RECORDS FOR THIS EXERCISE section start
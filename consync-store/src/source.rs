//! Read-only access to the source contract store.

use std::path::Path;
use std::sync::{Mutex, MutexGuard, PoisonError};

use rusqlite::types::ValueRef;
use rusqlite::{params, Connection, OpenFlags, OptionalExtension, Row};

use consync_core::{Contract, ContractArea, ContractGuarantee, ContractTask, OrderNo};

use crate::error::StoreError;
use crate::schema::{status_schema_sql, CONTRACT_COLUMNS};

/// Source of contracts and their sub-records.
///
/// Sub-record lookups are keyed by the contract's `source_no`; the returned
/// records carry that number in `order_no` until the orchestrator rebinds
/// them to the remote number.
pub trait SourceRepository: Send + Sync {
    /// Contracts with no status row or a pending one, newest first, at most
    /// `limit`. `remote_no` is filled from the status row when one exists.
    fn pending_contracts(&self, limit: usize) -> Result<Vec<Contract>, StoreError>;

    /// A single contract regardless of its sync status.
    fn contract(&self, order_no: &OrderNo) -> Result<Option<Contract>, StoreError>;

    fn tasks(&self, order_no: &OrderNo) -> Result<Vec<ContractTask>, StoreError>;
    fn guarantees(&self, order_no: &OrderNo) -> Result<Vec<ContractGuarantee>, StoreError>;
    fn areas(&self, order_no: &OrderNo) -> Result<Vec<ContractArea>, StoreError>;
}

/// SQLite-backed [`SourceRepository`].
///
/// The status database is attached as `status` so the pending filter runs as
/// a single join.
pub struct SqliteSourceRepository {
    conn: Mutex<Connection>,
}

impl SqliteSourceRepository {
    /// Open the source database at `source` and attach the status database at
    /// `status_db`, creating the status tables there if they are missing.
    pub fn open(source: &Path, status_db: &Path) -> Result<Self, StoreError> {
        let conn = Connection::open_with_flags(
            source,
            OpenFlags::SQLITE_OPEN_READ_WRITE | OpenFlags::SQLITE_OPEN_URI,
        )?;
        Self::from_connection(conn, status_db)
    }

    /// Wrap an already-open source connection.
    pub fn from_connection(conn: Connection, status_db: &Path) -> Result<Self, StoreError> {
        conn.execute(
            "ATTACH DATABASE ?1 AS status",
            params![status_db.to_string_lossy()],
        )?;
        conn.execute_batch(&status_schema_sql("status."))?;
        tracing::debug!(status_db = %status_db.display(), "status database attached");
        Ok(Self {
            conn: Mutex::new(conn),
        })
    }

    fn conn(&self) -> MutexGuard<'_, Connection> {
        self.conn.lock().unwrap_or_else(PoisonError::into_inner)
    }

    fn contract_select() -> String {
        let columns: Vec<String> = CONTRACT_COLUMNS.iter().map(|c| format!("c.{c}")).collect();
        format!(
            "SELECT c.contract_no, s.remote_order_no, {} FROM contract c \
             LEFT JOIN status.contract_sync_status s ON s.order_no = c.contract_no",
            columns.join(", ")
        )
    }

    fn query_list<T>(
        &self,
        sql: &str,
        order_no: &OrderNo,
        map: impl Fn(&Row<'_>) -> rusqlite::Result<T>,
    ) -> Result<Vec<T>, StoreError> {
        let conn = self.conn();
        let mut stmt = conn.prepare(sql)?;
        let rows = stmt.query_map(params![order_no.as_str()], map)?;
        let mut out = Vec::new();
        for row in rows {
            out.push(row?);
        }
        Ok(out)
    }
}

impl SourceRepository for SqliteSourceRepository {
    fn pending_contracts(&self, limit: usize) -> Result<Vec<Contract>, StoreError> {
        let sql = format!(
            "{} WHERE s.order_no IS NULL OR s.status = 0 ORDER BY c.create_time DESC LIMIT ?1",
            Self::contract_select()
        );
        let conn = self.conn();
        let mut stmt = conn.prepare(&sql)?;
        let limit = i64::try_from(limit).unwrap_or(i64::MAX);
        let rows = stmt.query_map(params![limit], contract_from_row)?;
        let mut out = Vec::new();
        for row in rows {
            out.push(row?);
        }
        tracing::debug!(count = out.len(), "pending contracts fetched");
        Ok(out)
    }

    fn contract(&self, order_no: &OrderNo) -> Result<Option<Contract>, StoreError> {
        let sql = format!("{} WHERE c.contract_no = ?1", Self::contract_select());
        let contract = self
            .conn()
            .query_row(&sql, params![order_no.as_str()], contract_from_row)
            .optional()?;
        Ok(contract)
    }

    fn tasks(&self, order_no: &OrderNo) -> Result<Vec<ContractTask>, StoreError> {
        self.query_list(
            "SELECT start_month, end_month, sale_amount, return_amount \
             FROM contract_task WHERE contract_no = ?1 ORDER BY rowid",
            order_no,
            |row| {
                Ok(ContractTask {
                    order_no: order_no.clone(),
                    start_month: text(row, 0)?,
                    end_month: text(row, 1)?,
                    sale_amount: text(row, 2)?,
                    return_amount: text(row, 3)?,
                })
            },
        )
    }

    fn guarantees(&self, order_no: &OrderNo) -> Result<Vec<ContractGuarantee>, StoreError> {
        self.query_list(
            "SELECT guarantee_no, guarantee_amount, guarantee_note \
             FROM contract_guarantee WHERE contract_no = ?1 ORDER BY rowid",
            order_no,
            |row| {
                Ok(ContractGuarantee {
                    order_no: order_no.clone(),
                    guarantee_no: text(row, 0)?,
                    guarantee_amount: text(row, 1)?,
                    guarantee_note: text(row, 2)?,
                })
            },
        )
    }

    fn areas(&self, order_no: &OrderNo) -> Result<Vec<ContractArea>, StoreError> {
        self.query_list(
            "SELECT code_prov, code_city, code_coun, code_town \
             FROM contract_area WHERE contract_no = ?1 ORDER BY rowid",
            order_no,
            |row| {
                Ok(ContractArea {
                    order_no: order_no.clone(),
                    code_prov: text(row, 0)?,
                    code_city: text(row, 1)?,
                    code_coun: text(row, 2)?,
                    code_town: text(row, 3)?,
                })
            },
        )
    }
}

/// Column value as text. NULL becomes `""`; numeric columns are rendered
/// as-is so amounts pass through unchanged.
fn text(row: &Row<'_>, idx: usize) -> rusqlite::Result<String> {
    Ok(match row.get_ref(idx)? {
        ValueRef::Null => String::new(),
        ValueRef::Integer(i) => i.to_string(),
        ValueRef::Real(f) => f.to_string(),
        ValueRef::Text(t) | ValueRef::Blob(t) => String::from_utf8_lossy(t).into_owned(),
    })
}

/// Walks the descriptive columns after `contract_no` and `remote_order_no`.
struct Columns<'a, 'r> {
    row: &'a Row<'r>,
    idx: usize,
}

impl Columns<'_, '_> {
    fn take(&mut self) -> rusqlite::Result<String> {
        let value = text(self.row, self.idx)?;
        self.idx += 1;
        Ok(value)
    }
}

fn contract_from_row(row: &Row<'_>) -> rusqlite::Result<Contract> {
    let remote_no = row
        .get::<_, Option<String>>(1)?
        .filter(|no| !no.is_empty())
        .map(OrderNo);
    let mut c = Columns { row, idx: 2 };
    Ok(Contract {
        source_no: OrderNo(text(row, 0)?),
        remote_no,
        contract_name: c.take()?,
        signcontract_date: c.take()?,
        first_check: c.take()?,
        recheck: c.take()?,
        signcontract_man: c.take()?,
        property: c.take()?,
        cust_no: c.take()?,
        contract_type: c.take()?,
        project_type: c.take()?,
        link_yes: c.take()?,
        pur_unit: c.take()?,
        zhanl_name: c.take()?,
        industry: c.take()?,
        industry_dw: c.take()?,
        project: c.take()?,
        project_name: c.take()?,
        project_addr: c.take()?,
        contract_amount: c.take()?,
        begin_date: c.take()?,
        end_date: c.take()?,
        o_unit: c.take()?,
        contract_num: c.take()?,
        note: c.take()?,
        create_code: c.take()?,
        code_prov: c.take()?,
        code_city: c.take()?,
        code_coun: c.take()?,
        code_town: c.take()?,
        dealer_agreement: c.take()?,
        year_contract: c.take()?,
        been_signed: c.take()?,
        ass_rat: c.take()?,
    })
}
RECORDS FOR THIS EXERCISE section end
RECORDS FOR THIS EXERCISE section start
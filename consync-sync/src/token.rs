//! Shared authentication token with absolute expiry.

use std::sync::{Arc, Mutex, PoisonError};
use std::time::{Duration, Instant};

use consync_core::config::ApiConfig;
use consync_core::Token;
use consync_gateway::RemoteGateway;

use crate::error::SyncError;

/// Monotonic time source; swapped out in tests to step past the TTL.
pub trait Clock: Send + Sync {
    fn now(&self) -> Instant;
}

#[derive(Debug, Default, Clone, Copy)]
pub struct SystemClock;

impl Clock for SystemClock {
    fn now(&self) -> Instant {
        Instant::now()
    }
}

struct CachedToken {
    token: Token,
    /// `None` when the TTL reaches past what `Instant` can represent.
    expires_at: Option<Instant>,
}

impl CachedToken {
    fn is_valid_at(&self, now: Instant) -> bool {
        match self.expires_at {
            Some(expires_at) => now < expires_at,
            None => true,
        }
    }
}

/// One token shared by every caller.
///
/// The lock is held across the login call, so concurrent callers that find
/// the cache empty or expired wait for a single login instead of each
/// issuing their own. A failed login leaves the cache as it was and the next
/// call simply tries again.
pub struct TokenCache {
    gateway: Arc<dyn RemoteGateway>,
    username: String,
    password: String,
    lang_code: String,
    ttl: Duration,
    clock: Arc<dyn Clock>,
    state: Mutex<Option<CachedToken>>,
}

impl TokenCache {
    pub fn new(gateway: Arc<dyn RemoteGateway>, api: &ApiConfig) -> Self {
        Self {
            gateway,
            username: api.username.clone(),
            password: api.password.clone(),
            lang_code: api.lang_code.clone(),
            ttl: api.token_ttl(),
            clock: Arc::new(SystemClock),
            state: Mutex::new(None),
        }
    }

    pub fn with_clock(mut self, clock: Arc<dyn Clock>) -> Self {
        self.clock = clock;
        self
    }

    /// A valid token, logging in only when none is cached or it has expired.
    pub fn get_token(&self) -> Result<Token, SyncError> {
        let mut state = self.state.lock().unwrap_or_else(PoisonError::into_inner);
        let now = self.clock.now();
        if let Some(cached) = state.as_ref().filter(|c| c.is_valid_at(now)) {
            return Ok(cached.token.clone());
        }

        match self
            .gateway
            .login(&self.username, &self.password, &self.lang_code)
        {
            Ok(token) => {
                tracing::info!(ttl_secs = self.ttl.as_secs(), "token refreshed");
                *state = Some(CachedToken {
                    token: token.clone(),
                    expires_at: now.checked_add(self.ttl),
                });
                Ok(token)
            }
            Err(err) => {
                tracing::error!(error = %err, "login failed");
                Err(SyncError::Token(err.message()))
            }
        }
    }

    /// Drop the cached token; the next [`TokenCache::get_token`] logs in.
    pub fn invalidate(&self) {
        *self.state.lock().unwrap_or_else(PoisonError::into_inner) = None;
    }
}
RECORDS FOR THIS EXERCISE section end
## GOAL OF THE EXERCISE
Everything from the line with "the orchestrator rebinds" through the line with "-> Result<Vec<ContractGuarantee>, StoreError>;" should be written out exactly as it appears above, end lines included, and nothing outside that range.

## RESPONSE AREA
/// records carry that number in `order_no` until the orchestrator rebinds
/// them to the remote number.
pub trait SourceRepository: Send + Sync {
    /// Contracts with no status row or a pending one, newest first, at most
    /// `limit`. `remote_no` is filled from the status row when one exists.
    fn pending_contracts(&self, limit: usize) -> Result<Vec<Contract>, StoreError>;

    /// A single contract regardless of its sync status.
    fn contract(&self, order_no: &OrderNo) -> Result<Option<Contract>, StoreError>;

    fn tasks(&self, order_no: &OrderNo) -> Result<Vec<ContractTask>, StoreError>;
    fn guarantees(&self, order_no: &OrderNo) -> Result<Vec<ContractGuarantee>, StoreError>;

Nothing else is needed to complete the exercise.